Navios Maritime Holdings Inc. Announces Preferred Stock Exchange Offer

03/21/17

MONACO, March 21, 2017 (GLOBE NEWSWIRE) -- Navios Maritime Holdings Inc. (“Navios Holdings” or the “Company”) (NYSE:NM) announced today that it commenced an offer to exchange newly issued shares of Common Stock of Navios Holdings (“Common Stock”), for any and all outstanding American Depositary Shares, each representing 1/100th of a share of either 8.75% Series G Cumulative Redeemable Perpetual Preferred Stock (the “Series G ADSs”), or 8.625% Series H Cumulative Redeemable Perpetual Preferred Stock (the “Series H ADSs”).

Offer to Purchase

The Company is offering to exchange, upon the terms and subject to the conditions of the Exchange Offer, newly issued shares of Common Stock to all holders of any and all issued and outstanding shares of the Series G ADSs and Series H ADSs as follows:

For every Series G ADS surrendered, the Company is offering –

  • 8.25 shares of Common Stock, with a value of $14.61 (as of March 20, 2017)
  • $2.36 premium to the $12.25 closing price (as of March 20, 2017)

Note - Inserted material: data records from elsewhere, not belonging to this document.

//! HTTP request handlers.
//!
//! Handlers only translate between HTTP and `ControlEngine` calls; every
//! decision lives in `station_core`.

use std::sync::Arc;

use axum::Json;
use axum::body::Bytes;
use axum::extract::State;
use axum::http::{Method, StatusCode, Uri};
use station_core::{ControlEngine, StationError};

use crate::error::GatewayError;
use crate::types::{SensorPayload, SensorStatus};

pub type AppState = Arc<ControlEngine>;

/// `POST /api/sensors`: decode a sample and hand it to the engine.
///
/// The body is decoded regardless of `Content-Type`. Anything that is not a
/// sensor object yields 400 and leaves the station untouched.
pub async fn ingest_sensors(
    State(engine): State<AppState>,
    body: Bytes,
) -> Result<StatusCode, GatewayError> {
    let payload: SensorPayload = serde_json::from_slice(&body).map_err(|e| {
        tracing::warn!(error = %e, "rejected sensor push");
        StationError::MalformedSample(e.to_string())
    })?;
    engine.ingest(payload.into());
    Ok(StatusCode::OK)
}

/// `GET /api/sensors`: current readings, actuators and mode flags.
pub async fn read_sensors(State(engine): State<AppState>) -> Json<SensorStatus> {
    Json(engine.snapshot().into())
}

/// `GET /api/logs`: the event log as newline-joined plain text.
pub async fn read_logs(State(engine): State<AppState>) -> String {
    engine.recent_log().join("\n")
}

/// Fallback for unknown paths and unsupported methods on known paths.
pub async fn unknown_route(method: Method, uri: Uri) -> GatewayError {
    tracing::debug!(%method, path = uri.path(), "unknown route");
    GatewayError(StationError::UnknownRoute {
        method: method.to_string(),
        path: uri.path().to_string(),
    })
}

#[cfg(test)]
mod tests {
    use super::*;
    use crate::create_router;
    use axum::{
        Router,
        body::Body,
        http::{Request, header},
    };
    use rstest::rstest;
    use tower::ServiceExt;

    fn create_test_app() -> (Router, AppState) {
        let engine = Arc::new(ControlEngine::new());
        (create_router(Arc::clone(&engine)), engine)
    }

    async fn body_string(response: axum::response::Response) -> String {
        let body = axum::body::to_bytes(response.into_body(), usize::MAX)
            .await
            .unwrap();
        String::from_utf8(body.to_vec()).unwrap()
    }

    fn post_sensors(body: &'static str) -> Request<Body> {
        Request::builder()
            .method(Method::POST)
            .uri("/api/sensors")
            .header(header::CONTENT_TYPE, "application/json")
            .body(Body::from(body))
            .unwrap()
    }

    fn get(uri: &str) -> Request<Body> {
        Request::builder().uri(uri).body(Body::empty()).unwrap()
    }

    mod ingest_tests {
        use super::*;

        #[tokio::test]
        async fn valid_push_returns_200_with_empty_body() {
            let (app, engine) = create_test_app();

            let response = app
                .oneshot(post_sensors(
                    r#"{"Pressure": 2.0, "Flow": 10.0, "WaterLevel": 50}"#,
                ))
                .await
                .unwrap();

            assert_eq!(response.status(), StatusCode::OK);
            assert!(body_string(response).await.is_empty());
            let s = engine.snapshot();
            assert_eq!(s.pressure, 2.0);
            assert!(s.pump_active);
        }

        #[tokio::test]
        async fn push_without_content_type_is_accepted() {
            let (app, engine) = create_test_app();

            let response = app
                .oneshot(
                    Request::builder()
                        .method(Method::POST)
                        .uri("/api/sensors")
                        .body(Body::from(r#"{"Pressure":5,"Flow":90,"WaterLevel":5}"#))
                        .unwrap(),
                )
                .await
                .unwrap();

            assert_eq!(response.status(), StatusCode::OK);
            assert!(!engine.snapshot().valve_open);
        }

        #[rstest]
        #[case::not_json("pressure=2")]
        #[case::missing_field(r#"{"Pressure": 2.0, "Flow": 10.0}"#)]
        #[case::wrong_type(r#"{"Pressure": "high", "Flow": 10.0, "WaterLevel": 50}"#)]
        #[case::array("[1, 2, 3]")]
        #[case::empty("")]
        #[tokio::test]
        async fn malformed_push_is_rejected_without_state_change(#[case] body: &'static str) {
            let (app, engine) = create_test_app();
            let before = engine.snapshot();

            let response = app.oneshot(post_sensors(body)).await.unwrap();

            assert_eq!(response.status(), StatusCode::BAD_REQUEST);
            assert!(body_string(response).await.contains("malformed sensor sample"));
            assert_eq!(engine.snapshot(), before);
            assert!(engine.recent_log().is_empty());
        }
    }

    mod read_tests {
        use super::*;

        #[tokio::test]
        async fn sensors_reflect_snapshot() {
            let (app, engine) = create_test_app();
            engine.ingest(station_core::SensorSample::new(9.5, 85.0, 7));
            engine.set_manual_mode(true);

            let response = app.oneshot(get("/api/sensors")).await.unwrap();
            assert_eq!(response.status(), StatusCode::OK);
            assert_eq!(
                response.headers()[header::CONTENT_TYPE],
                "application/json"
            );

            let status: SensorStatus = serde_json::from_str(&body_string(response).await).unwrap();
            assert_eq!(
                status,
                SensorStatus {
                    pressure: 9.5,
                    flow: 85.0,
                    water_level: 7,
                    pump_active: false,
                    valve_open: false,
                    is_manual_mode: true,
                    is_monitoring_active: true,
                }
            );
        }

        #[tokio::test]
        async fn logs_are_newline_joined_plain_text() {
            let (app, engine) = create_test_app();
            engine.ingest(station_core::SensorSample::new(2.0, 10.0, 50));

            let response = app.oneshot(get("/api/logs")).await.unwrap();
            assert_eq!(response.status(), StatusCode::OK);
            assert!(
                response.headers()[header::CONTENT_TYPE]
                    .to_str()
                    .unwrap()
                    .starts_with("text/plain")
            );
            assert_eq!(
                body_string(response).await,
                "Received data: Pressure=2, Flow=10, WaterLevel=50\nPump activated due to low pressure. Pressure=2"
            );
        }

        #[tokio::test]
        async fn empty_log_is_empty_body() {
            let (app, _engine) = create_test_app();
            let response = app.oneshot(get("/api/logs")).await.unwrap();
            assert_eq!(response.status(), StatusCode::OK);
            assert!(body_string(response).await.is_empty());
        }
    }

    mod routing_tests {
        use super::*;

        #[rstest]
        #[case(Method::GET, "/")]
        #[case(Method::GET, "/api")]
        #[case(Method::GET, "/api/sensors/1")]
        #[case(Method::DELETE, "/api/sensors")]
        #[case(Method::PUT, "/api/sensors")]
        #[case(Method::POST, "/api/logs")]
        #[case(Method::GET, "/health")]
        #[tokio::test]
        async fn unknown_routes_are_404(#[case] method: Method, #[case] uri: &str) {
            let (app, engine) = create_test_app();

            let response = app
                .oneshot(
                    Request::builder()
                        .method(method)
                        .uri(uri)
                        .body(Body::from("{}"))
                        .unwrap(),
                )
                .await
                .unwrap();

            assert_eq!(response.status(), StatusCode::NOT_FOUND);
            assert!(body_string(response).await.starts_with("unknown route:"));
            assert!(engine.recent_log().is_empty());
        }

        // `get` would answer HEAD implicitly; only exact GET reads are served.
        #[rstest]
        #[case("/api/sensors")]
        #[case("/api/logs")]
        #[tokio::test]
        async fn head_on_known_paths_is_404(#[case] uri: &str) {
            let (app, engine) = create_test_app();

            let response = app
                .oneshot(
                    Request::builder()
                        .method(Method::HEAD)
                        .uri(uri)
                        .body(Body::empty())
                        .unwrap(),
                )
                .await
                .unwrap();

            assert_eq!(response.status(), StatusCode::NOT_FOUND);
            assert!(engine.recent_log().is_empty());
        }
    }
}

For every Series H ADS surrendered, the Company is offering –

  • 8.11 shares of Common Stock, with a value of $14.36 (as of March 20, 2017)
  • $2.24 premium to the $12.12 closing price (as of March 20, 2017)

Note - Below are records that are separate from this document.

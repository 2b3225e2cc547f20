#![cfg_attr(all(not(debug_assertions), not(test)), deny(warnings))]
#![cfg_attr(
    all(not(debug_assertions), not(test)),
    deny(clippy::all, clippy::pedantic, clippy::nursery)
)]
#![allow(clippy::module_name_repetitions, clippy::missing_errors_doc)]
#![cfg_attr(not(test), deny(clippy::unwrap_used, clippy::expect_used))]
//! HTTP gateway for the pumping station.
//!
//! ```text
//! +------------------------------------------+
//! |  Axum HTTP Server                        |
//! |  /api/sensors (POST) -> ingest sample    |
//! |  /api/sensors (GET)  -> state snapshot   |
//! |  /api/logs    (GET)  -> event log text   |
//! |  anything else       -> 404 (HEAD too)   |
//! +------------------------------------------+
//!          |
//!          v
//! +------------------------------------------+
//! |  Arc<ControlEngine> (single lock)        |
//! +------------------------------------------+
//! ```

mod error;
pub mod handlers;
pub mod types;

pub use error::GatewayError;
pub use handlers::AppState;
pub use types::{SensorPayload, SensorStatus};

use axum::Router;
use axum::routing::get;
use eyre::WrapErr;
use std::net::SocketAddr;
use std::sync::Arc;
use station_core::ControlEngine;
use tokio::net::TcpListener;
use tokio_util::sync::CancellationToken;

/// Bind the listener and serve in a background task.
///
/// Must be called from within a tokio runtime. Port 0 picks a free port; the
/// actual address is returned together with a token that stops the server
/// gracefully when cancelled.
pub async fn start_server(
    engine: Arc<ControlEngine>,
    addr: SocketAddr,
) -> eyre::Result<(SocketAddr, CancellationToken)> {
    let listener = TcpListener::bind(addr)
        .await
        .wrap_err_with(|| format!("failed to bind gateway to {addr}"))?;
    let actual_addr = listener
        .local_addr()
        .wrap_err("failed to read bound address")?;

    tracing::info!(addr = %actual_addr, "gateway listening");

    let shutdown = CancellationToken::new();
    let server_shutdown = shutdown.clone();
    let app = create_router(engine);
    tokio::spawn(async move {
        if let Err(e) = axum::serve(listener, app)
            .with_graceful_shutdown(server_shutdown.cancelled_owned())
            .await
        {
            tracing::error!(error = %e, "gateway server error");
        }
        tracing::debug!("gateway stopped");
    });

    Ok((actual_addr, shutdown))
}

/// Create the router with all routes configured.
pub fn create_router(engine: Arc<ControlEngine>) -> Router {
    Router::new()
        .route(
            "/api/sensors",
            get(handlers::read_sensors)
                .head(handlers::unknown_route)
                .post(handlers::ingest_sensors)
                .fallback(handlers::unknown_route),
        )
        .route(
            "/api/logs",
            get(handlers::read_logs)
                .head(handlers::unknown_route)
                .fallback(handlers::unknown_route),
        )
        .fallback(handlers::unknown_route)
        .with_state(engine)
}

The consideration to be paid for the Series G ADSs and the Series H ADSs represents a premium of approximately 19% to the March 20, 2017 closing price of each such Series.

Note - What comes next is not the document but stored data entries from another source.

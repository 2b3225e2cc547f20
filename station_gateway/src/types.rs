//! Wire types for the gateway endpoints.
//!
//! Field names are PascalCase on the wire. Sensor pushes also accept the
//! lowercase / camelCase spellings; unknown fields are ignored.

use serde::{Deserialize, Serialize};
use station_core::{SensorSample, StationSnapshot};

/// Body of `POST /api/sensors`. All three fields are required.
#[derive(Debug, Clone, Copy, Serialize, Deserialize, PartialEq)]
pub struct SensorPayload {
    #[serde(rename = "Pressure", alias = "pressure")]
    pub pressure: f64,
    #[serde(rename = "Flow", alias = "flow")]
    pub flow: f64,
    #[serde(rename = "WaterLevel", alias = "waterLevel", alias = "water_level")]
    pub water_level: i32,
}

impl From<SensorPayload> for SensorSample {
    fn from(p: SensorPayload) -> Self {
        Self::new(p.pressure, p.flow, p.water_level)
    }
}

/// Body of `GET /api/sensors`.
#[derive(Debug, Clone, Copy, Serialize, Deserialize, PartialEq)]
#[serde(rename_all = "PascalCase")]
pub struct SensorStatus {
    pub pressure: f64,
    pub flow: f64,
    pub water_level: i32,
    pub pump_active: bool,
    pub valve_open: bool,
    pub is_manual_mode: bool,
    pub is_monitoring_active: bool,
}

impl From<StationSnapshot> for SensorStatus {
    fn from(s: StationSnapshot) -> Self {
        Self {
            pressure: s.pressure,
            flow: s.flow,
            water_level: s.water_level,
            pump_active: s.pump_active,
            valve_open: s.valve_open,
            is_manual_mode: s.manual_mode,
            is_monitoring_active: s.monitoring_active,
        }
    }
}
//! Parsing of operator-entered text into engine commands.
//!
//! Keywords are trimmed and matched case-insensitively. Threshold edits are
//! all-or-nothing: every field is parsed before any value is returned.

use core::str::FromStr;

use crate::error::ParseError;
use crate::model::Thresholds;

#[derive(Debug, Clone, Copy, PartialEq, Eq)]
pub enum PumpCommand {
    On,
    Off,
}

impl PumpCommand {
    pub fn is_on(self) -> bool {
        matches!(self, Self::On)
    }
}

impl FromStr for PumpCommand {
    type Err = ParseError;

    fn from_str(s: &str) -> Result<Self, Self::Err> {
        match s.trim().to_ascii_lowercase().as_str() {
            "on" => Ok(Self::On),
            "off" => Ok(Self::Off),
            _ => Err(ParseError::InvalidKeyword {
                expected: "on|off",
                input: s.trim().to_string(),
            }),
        }
    }
}

#[derive(Debug, Clone, Copy, PartialEq, Eq)]
pub enum ValveCommand {
    Open,
    Close,
}

impl ValveCommand {
    pub fn is_open(self) -> bool {
        matches!(self, Self::Open)
    }
}

impl FromStr for ValveCommand {
    type Err = ParseError;

    fn from_str(s: &str) -> Result<Self, Self::Err> {
        match s.trim().to_ascii_lowercase().as_str() {
            "open" => Ok(Self::Open),
            "close" => Ok(Self::Close),
            _ => Err(ParseError::InvalidKeyword {
                expected: "open|close",
                input: s.trim().to_string(),
            }),
        }
    }
}

fn parse_number(field: &'static str, input: &str) -> Result<f64, ParseError> {
    let input = input.trim();
    input.parse().map_err(|_| ParseError::InvalidNumber {
        field,
        input: input.to_string(),
    })
}

fn parse_integer(field: &'static str, input: &str) -> Result<i32, ParseError> {
    let input = input.trim();
    input.parse().map_err(|_| ParseError::InvalidInteger {
        field,
        input: input.to_string(),
    })
}

/// Parse the four threshold fields in prompt order.
pub fn parse_thresholds(
    min_pressure: &str,
    max_pressure: &str,
    max_flow: &str,
    min_water_level: &str,
) -> Result<Thresholds, ParseError> {
    Ok(Thresholds {
        min_pressure: parse_number("minimum pressure", min_pressure)?,
        max_pressure: parse_number("maximum pressure", max_pressure)?,
        max_flow: parse_number("maximum flow", max_flow)?,
        min_water_level: parse_integer("minimum water level", min_water_level)?,
    })
}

The Company intends to acquire all tendered Series G ADSs or Series H ADSs. However, only whole shares of Common Stock will be delivered. You will receive cash in lieu of any fraction of a share of Common Stock.

Purpose of Exchange Offer

An exchange of Series G ADSs or Series H ADSs for shares of Common Stock affords an alternative to such holders by providing an exchanging holder with the growth potential offered by the Common Stock. The Exchange Offer will eliminate the Company’s large and growing financial obligation to the holders of the Series G ADSs or Series H ADSs, which the Company believes impedes growth, access to capital and strategic opportunities that may otherwise be available to it.

Exchange Offer Expiration

The Exchange Offer is scheduled to expire at 11:59 PM New York City time, on April 18, 2017, unless extended or terminated. The Depository Trust Company and its direct and indirect participants will establish their own cutoff dates and times to receive instructions to tender in this Exchange Offer which will be earlier than the expiration date. Holders should contact their broker or other securities intermediary to determine the cutoff date and time applicable to them.

Complete Terms and Conditions

Georgeson LLC is acting as the Information Agent for the Exchange Offer.

Bank of New York Mellon is acting as the Exchange Agent and Depository for the Exchange Offer.

The complete terms and conditions of the Exchange Offer are set forth in the offers to exchange and related letters of transmittal that are being sent to holders of the Series G ADSs and Series H ADSs.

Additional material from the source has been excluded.